5 of 5 people found the following review helpful
A good introduction to Renoir, but..., 24 July 2006
This review is from: Jean Renoir - La Bete Humaine, La Grande Illusion, Le Crime De Monsieur Lange [1938] [DVD] (DVD)
...despite boasting decent transfers, the lack of the extras from the R1 NTSC Criterion discs or the French StudioCanal releases lets the set down badly. La Bete Humaine is my favorite Renoir and one which tends to divide many of his critics and admirers. For me it's an exhilarating and involving piece of cinema with characters destroyed by and destroying themselves in events in much more credible circumstances than in Regle du Jeu, which gives it some real emotional and thematic weight beyond mere parlor games - not to mention having the thrill of seeing post WW1 French doomed romanticism evolving into proto-film noir before your very eyes. These characters truly do all have their reasons and find their attempts to control events and other people backfiring spectacularly as they lose control in a way that none of the mannequins in Regle do. But it's all subjective.

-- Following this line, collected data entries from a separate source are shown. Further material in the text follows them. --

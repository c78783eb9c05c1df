//! Per-kernel durable identity: the Ed25519 signing key whose public part
//! is encoded as the kernel's `PeerId`, and the ChaCha20-Poly1305 key used
//! to encrypt `oid`s issued by [`crate::codec`].
//!
//! Spec §9: "The symmetric key used for `oid` encryption must be bound to
//! the kernel's identity for life; rotating it invalidates all
//! outstanding OcapURLs." Both keys are therefore derived from a single
//! 32-byte seed, either supplied (persisted from a previous run),
//! deterministically derived from a BIP-39 mnemonic, or freshly
//! generated — never independently rotated.

use ed25519_dalek::SigningKey;
use ed25519_dalek::VerifyingKey;
use hkdf::Hkdf;
use rand::RngCore;
use rand::rngs::OsRng;
use sha2::Sha256;
use zeroize::Zeroize;
use zeroize::Zeroizing;

use crate::error::IdentityError;

const SIGNING_KEY_INFO: &[u8] = b"remote-comms/v1/ed25519-signing-key";
const OID_KEY_INFO: &[u8] = b"remote-comms/v1/chacha20poly1305-oid-key";

/// Durable per-kernel identity material.
pub struct KernelIdentity {
    signing_key: SigningKey,
    oid_key: [u8; 32],
    /// The 32-byte seed this identity was derived from. Callers persist
    /// this verbatim as `keySeed` (spec §6) so the identity can be
    /// reconstructed on restart without re-deriving from a mnemonic.
    seed: Zeroizing<[u8; 32]>,
}

impl KernelIdentity {
    fn from_seed(seed: [u8; 32]) -> Self {
        let hk = Hkdf::<Sha256>::new(None, &seed);

        let mut signing_key_bytes = Zeroizing::new([0_u8; 32]);
        // `Hkdf::expand` only fails if the requested output length exceeds
        // 255 * hash output length; 32 bytes never does for SHA-256.
        hk.expand(SIGNING_KEY_INFO, signing_key_bytes.as_mut())
            .unwrap_or_else(|_| unreachable!("32-byte HKDF expand cannot fail"));

        let mut oid_key = [0_u8; 32];
        hk.expand(OID_KEY_INFO, &mut oid_key)
            .unwrap_or_else(|_| unreachable!("32-byte HKDF expand cannot fail"));

        let signing_key = SigningKey::from_bytes(&signing_key_bytes);

        Self {
            signing_key,
            oid_key,
            seed: Zeroizing::new(seed),
        }
    }

    /// Generate a fresh random identity.
    #[must_use]
    pub fn generate() -> Self {
        let mut seed = [0_u8; 32];
        OsRng.fill_bytes(&mut seed);
        Self::from_seed(seed)
    }

    /// Deterministically derive identity from a BIP-39 mnemonic phrase
    /// (no passphrase).
    pub fn from_mnemonic(phrase: &str) -> Result<Self, IdentityError> {
        let mnemonic = bip39::Mnemonic::parse_normalized(phrase)?;
        let mut full_seed = mnemonic.to_seed_normalized("");
        let mut seed = [0_u8; 32];
        seed.copy_from_slice(&full_seed[..32]);
        full_seed.zeroize();
        Ok(Self::from_seed(seed))
    }

    /// Reconstruct identity from a previously persisted 32-byte seed.
    pub fn from_persisted_seed(seed_bytes: &[u8]) -> Result<Self, IdentityError> {
        if seed_bytes.len() != 32 {
            return Err(IdentityError::BadSeedLength(seed_bytes.len()));
        }
        let mut seed = [0_u8; 32];
        seed.copy_from_slice(seed_bytes);
        Ok(Self::from_seed(seed))
    }

    /// Initialize identity at kernel startup. If `existing_seed` is
    /// `Some`, this kernel already has durable state and takes priority;
    /// supplying a `mnemonic` in that case is an operator error (spec
    /// §9) and fails loudly rather than silently ignoring the mnemonic
    /// or silently re-seeding over existing state.
    pub fn init(
        existing_seed: Option<&[u8]>,
        mnemonic: Option<&str>,
    ) -> Result<Self, IdentityError> {
        match (existing_seed, mnemonic) {
            (Some(_), Some(_)) => Err(IdentityError::MnemonicWithExistingState),
            (Some(seed), None) => Self::from_persisted_seed(seed),
            (None, Some(phrase)) => Self::from_mnemonic(phrase),
            (None, None) => Ok(Self::generate()),
        }
    }

    /// The 32-byte seed backing this identity, for persistence as
    /// `keySeed`.
    #[must_use]
    pub fn seed_bytes(&self) -> [u8; 32] {
        *self.seed
    }

    /// This kernel's durable `PeerId`: the base58btc encoding of the
    /// Ed25519 verifying key.
    #[must_use]
    pub fn peer_id(&self) -> String {
        bs58::encode(self.signing_key.verifying_key().as_bytes()).into_string()
    }

    #[must_use]
    pub(crate) fn verifying_key(&self) -> VerifyingKey {
        self.signing_key.verifying_key()
    }

    #[must_use]
    pub(crate) fn signing_key(&self) -> &SigningKey {
        &self.signing_key
    }

    #[must_use]
    pub(crate) fn oid_key(&self) -> &[u8; 32] {
        &self.oid_key
    }
}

Jean Gabin is superb, the use of locations exemplary and Simone Simon was a babe, even if she does try to bite! La Grande Illusion is one of those films whose reputation as one of the pinnacles of cinematic achievement has always seemed unfathomable to me. If anything, its reputation does the film a great disservice. It IS a good film - a very good film, in fact - but it's not a particularly great one, and it seems to have less to say with each passing year, gradually turning into yet another prisoner of war movie moving from boarding school hijinks to superficial comments on the class system. There are a few excellent scenes in the last third, not least once Von Stroheim re-enters the film, but it feels at times as if there's more French studio system craft than substance. Certainly as an anti-war film it's surprisingly ineffective compared to Pabst or Milestone's earlier efforts. Le Crime de Monsieur Lange is not exactly a disappointment but certainly a long way from Renoir's best. Prefiguring Ealing comedies and British social dramas like Chance of a Lifetime, it's a mixture of the best and worst of pre-war French cinema. Its socialist message seems a little too contrived at times, and there's something genuinely unpleasant and extremely distasteful about the joy and cheap jokes about the death of an illegitimate child that leaves a nasty taste in the mouth, which is a shame because there's a real sense of energy and everyday triumph to the second half of the film.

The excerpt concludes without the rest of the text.